WORK INSTRUCTION
Write the records out again in full, word for word.
::::::
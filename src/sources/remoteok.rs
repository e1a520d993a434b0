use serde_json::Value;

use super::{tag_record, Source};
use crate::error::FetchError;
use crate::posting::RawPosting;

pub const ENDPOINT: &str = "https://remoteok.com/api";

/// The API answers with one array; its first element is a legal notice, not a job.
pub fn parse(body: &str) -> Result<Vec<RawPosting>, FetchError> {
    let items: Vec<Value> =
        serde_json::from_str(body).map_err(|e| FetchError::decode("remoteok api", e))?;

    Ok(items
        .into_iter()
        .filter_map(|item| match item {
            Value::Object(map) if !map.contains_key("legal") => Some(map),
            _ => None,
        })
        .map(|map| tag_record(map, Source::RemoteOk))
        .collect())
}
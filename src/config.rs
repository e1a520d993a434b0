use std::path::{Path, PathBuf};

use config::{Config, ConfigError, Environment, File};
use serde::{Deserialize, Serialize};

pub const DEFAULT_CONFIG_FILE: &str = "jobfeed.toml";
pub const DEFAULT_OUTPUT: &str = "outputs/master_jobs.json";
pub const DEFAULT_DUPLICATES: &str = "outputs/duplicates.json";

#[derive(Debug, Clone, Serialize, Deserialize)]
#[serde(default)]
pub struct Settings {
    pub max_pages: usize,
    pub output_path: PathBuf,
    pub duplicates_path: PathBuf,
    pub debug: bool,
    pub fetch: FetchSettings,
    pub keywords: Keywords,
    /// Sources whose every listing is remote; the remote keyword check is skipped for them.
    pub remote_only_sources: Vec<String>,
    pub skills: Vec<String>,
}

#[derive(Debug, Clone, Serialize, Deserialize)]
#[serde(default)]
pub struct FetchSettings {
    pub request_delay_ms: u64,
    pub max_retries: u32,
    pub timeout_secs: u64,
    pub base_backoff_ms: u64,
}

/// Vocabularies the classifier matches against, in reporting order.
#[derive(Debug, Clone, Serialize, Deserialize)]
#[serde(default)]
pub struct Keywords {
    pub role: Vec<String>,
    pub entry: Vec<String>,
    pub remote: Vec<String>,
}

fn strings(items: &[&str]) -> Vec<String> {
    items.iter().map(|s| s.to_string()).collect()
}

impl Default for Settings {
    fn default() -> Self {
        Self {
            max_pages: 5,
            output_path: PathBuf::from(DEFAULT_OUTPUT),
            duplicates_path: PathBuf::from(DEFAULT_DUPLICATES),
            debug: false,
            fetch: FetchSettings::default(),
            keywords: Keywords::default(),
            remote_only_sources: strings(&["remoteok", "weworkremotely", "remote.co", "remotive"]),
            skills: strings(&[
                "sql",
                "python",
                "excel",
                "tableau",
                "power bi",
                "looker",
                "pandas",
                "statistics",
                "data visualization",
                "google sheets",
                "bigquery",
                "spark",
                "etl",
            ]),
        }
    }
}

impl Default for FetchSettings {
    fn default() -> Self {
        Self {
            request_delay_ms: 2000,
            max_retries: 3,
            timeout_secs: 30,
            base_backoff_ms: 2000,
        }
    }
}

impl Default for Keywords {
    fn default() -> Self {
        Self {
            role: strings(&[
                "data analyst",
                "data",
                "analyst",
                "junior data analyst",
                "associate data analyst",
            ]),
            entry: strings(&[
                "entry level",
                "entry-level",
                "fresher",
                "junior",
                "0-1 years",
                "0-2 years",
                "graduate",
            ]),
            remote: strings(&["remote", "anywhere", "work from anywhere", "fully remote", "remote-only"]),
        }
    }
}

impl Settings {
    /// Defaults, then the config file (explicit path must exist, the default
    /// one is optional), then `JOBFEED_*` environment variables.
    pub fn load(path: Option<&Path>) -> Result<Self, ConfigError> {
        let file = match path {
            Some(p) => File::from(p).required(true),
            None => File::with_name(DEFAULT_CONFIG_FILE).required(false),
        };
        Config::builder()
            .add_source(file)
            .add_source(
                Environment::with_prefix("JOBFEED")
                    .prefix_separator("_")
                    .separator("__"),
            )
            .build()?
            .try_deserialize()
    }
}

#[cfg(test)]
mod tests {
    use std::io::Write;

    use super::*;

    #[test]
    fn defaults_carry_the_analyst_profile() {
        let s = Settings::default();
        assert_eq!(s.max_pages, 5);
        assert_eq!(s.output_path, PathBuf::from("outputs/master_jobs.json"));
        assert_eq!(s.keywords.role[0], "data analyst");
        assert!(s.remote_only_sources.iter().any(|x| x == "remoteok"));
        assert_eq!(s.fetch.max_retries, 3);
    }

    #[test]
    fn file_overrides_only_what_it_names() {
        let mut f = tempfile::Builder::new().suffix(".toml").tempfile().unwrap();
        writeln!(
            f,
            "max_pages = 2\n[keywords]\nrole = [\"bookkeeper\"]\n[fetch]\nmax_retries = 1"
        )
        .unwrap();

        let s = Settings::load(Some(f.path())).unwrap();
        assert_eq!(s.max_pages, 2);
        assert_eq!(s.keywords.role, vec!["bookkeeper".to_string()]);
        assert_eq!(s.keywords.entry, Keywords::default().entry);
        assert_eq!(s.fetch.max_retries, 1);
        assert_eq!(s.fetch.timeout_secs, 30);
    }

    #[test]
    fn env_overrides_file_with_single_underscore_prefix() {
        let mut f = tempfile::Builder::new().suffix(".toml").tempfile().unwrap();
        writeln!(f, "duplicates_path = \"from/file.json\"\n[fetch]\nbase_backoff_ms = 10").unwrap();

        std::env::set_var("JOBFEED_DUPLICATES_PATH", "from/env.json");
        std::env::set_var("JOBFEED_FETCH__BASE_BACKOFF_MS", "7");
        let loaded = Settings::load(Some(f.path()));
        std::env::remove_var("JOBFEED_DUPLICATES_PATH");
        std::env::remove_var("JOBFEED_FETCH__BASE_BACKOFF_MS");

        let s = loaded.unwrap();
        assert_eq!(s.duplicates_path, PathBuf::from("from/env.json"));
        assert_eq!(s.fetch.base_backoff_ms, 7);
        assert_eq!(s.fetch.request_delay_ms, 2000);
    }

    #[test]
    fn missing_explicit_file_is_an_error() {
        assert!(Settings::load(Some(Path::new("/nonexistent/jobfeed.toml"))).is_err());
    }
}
::::::
REPLY
filename src/sources/remoteok.rs
repository e1a520d993a434b0
use serde_json::Value;

use super::{tag_record, Source};
use crate::error::FetchError;
use crate::posting::RawPosting;

pub const ENDPOINT: &str = "https://remoteok.com/api";

/// The API answers with one array; its first element is a legal notice, not a job.
pub fn parse(body: &str) -> Result<Vec<RawPosting>, FetchError> {
    let items: Vec<Value> =
        serde_json::from_str(body).map_err(|e| FetchError::decode("remoteok api", e))?;

    Ok(items
        .into_iter()
        .filter_map(|item| match item {
            Value::Object(map) if !map.contains_key("legal") => Some(map),
            _ => None,
        })
        .map(|map| tag_record(map, Source::RemoteOk))
        .collect())
}
filename src/config.rs
repository e1a520d993a434b0
use std::path::{Path, PathBuf};

use config::{Config, ConfigError, Environment, File};
use serde::{Deserialize, Serialize};

pub const DEFAULT_CONFIG_FILE: &str = "jobfeed.toml";
pub const DEFAULT_OUTPUT: &str = "outputs/master_jobs.json";
pub const DEFAULT_DUPLICATES: &str = "outputs/duplicates.json";

#[derive(Debug, Clone, Serialize, Deserialize)]
#[serde(default)]
pub struct Settings {
    pub max_pages: usize,
    pub output_path: PathBuf,
    pub duplicates_path: PathBuf,
    pub debug: bool,
    pub fetch: FetchSettings,
    pub keywords: Keywords,
    /// Sources whose every listing is remote; the remote keyword check is skipped for them.
    pub remote_only_sources: Vec<String>,
    pub skills: Vec<String>,
}

#[derive(Debug, Clone, Serialize, Deserialize)]
#[serde(default)]
pub struct FetchSettings {
    pub request_delay_ms: u64,
    pub max_retries: u32,
    pub timeout_secs: u64,
    pub base_backoff_ms: u64,
}

/// Vocabularies the classifier matches against, in reporting order.
#[derive(Debug, Clone, Serialize, Deserialize)]
#[serde(default)]
pub struct Keywords {
    pub role: Vec<String>,
    pub entry: Vec<String>,
    pub remote: Vec<String>,
}

fn strings(items: &[&str]) -> Vec<String> {
    items.iter().map(|s| s.to_string()).collect()
}

impl Default for Settings {
    fn default() -> Self {
        Self {
            max_pages: 5,
            output_path: PathBuf::from(DEFAULT_OUTPUT),
            duplicates_path: PathBuf::from(DEFAULT_DUPLICATES),
            debug: false,
            fetch: FetchSettings::default(),
            keywords: Keywords::default(),
            remote_only_sources: strings(&["remoteok", "weworkremotely", "remote.co", "remotive"]),
            skills: strings(&[
                "sql",
                "python",
                "excel",
                "tableau",
                "power bi",
                "looker",
                "pandas",
                "statistics",
                "data visualization",
                "google sheets",
                "bigquery",
                "spark",
                "etl",
            ]),
        }
    }
}

impl Default for FetchSettings {
    fn default() -> Self {
        Self {
            request_delay_ms: 2000,
            max_retries: 3,
            timeout_secs: 30,
            base_backoff_ms: 2000,
        }
    }
}

impl Default for Keywords {
    fn default() -> Self {
        Self {
            role: strings(&[
                "data analyst",
                "data",
                "analyst",
                "junior data analyst",
                "associate data analyst",
            ]),
            entry: strings(&[
                "entry level",
                "entry-level",
                "fresher",
                "junior",
                "0-1 years",
                "0-2 years",
                "graduate",
            ]),
            remote: strings(&["remote", "anywhere", "work from anywhere", "fully remote", "remote-only"]),
        }
    }
}

impl Settings {
    /// Defaults, then the config file (explicit path must exist, the default
    /// one is optional), then `JOBFEED_*` environment variables.
    pub fn load(path: Option<&Path>) -> Result<Self, ConfigError> {
        let file = match path {
            Some(p) => File::from(p).required(true),
            None => File::with_name(DEFAULT_CONFIG_FILE).required(false),
        };
        Config::builder()
            .add_source(file)
            .add_source(
                Environment::with_prefix("JOBFEED")
                    .prefix_separator("_")
                    .separator("__"),
            )
            .build()?
            .try_deserialize()
    }
}

#[cfg(test)]
mod tests {
    use std::io::Write;

    use super::*;

    #[test]
    fn defaults_carry_the_analyst_profile() {
        let s = Settings::default();
        assert_eq!(s.max_pages, 5);
        assert_eq!(s.output_path, PathBuf::from("outputs/master_jobs.json"));
        assert_eq!(s.keywords.role[0], "data analyst");
        assert!(s.remote_only_sources.iter().any(|x| x == "remoteok"));
        assert_eq!(s.fetch.max_retries, 3);
    }

    #[test]
    fn file_overrides_only_what_it_names() {
        let mut f = tempfile::Builder::new().suffix(".toml").tempfile().unwrap();
        writeln!(
            f,
            "max_pages = 2\n[keywords]\nrole = [\"bookkeeper\"]\n[fetch]\nmax_retries = 1"
        )
        .unwrap();

        let s = Settings::load(Some(f.path())).unwrap();
        assert_eq!(s.max_pages, 2);
        assert_eq!(s.keywords.role, vec!["bookkeeper".to_string()]);
        assert_eq!(s.keywords.entry, Keywords::default().entry);
        assert_eq!(s.fetch.max_retries, 1);
        assert_eq!(s.fetch.timeout_secs, 30);
    }

    #[test]
    fn env_overrides_file_with_single_underscore_prefix() {
        let mut f = tempfile::Builder::new().suffix(".toml").tempfile().unwrap();
        writeln!(f, "duplicates_path = \"from/file.json\"\n[fetch]\nbase_backoff_ms = 10").unwrap();

        std::env::set_var("JOBFEED_DUPLICATES_PATH", "from/env.json");
        std::env::set_var("JOBFEED_FETCH__BASE_BACKOFF_MS", "7");
        let loaded = Settings::load(Some(f.path()));
        std::env::remove_var("JOBFEED_DUPLICATES_PATH");
        std::env::remove_var("JOBFEED_FETCH__BASE_BACKOFF_MS");

        let s = loaded.unwrap();
        assert_eq!(s.duplicates_path, PathBuf::from("from/env.json"));
        assert_eq!(s.fetch.base_backoff_ms, 7);
        assert_eq!(s.fetch.request_delay_ms, 2000);
    }

    #[test]
    fn missing_explicit_file_is_an_error() {
        assert!(Settings::load(Some(Path::new("/nonexistent/jobfeed.toml"))).is_err());
    }
}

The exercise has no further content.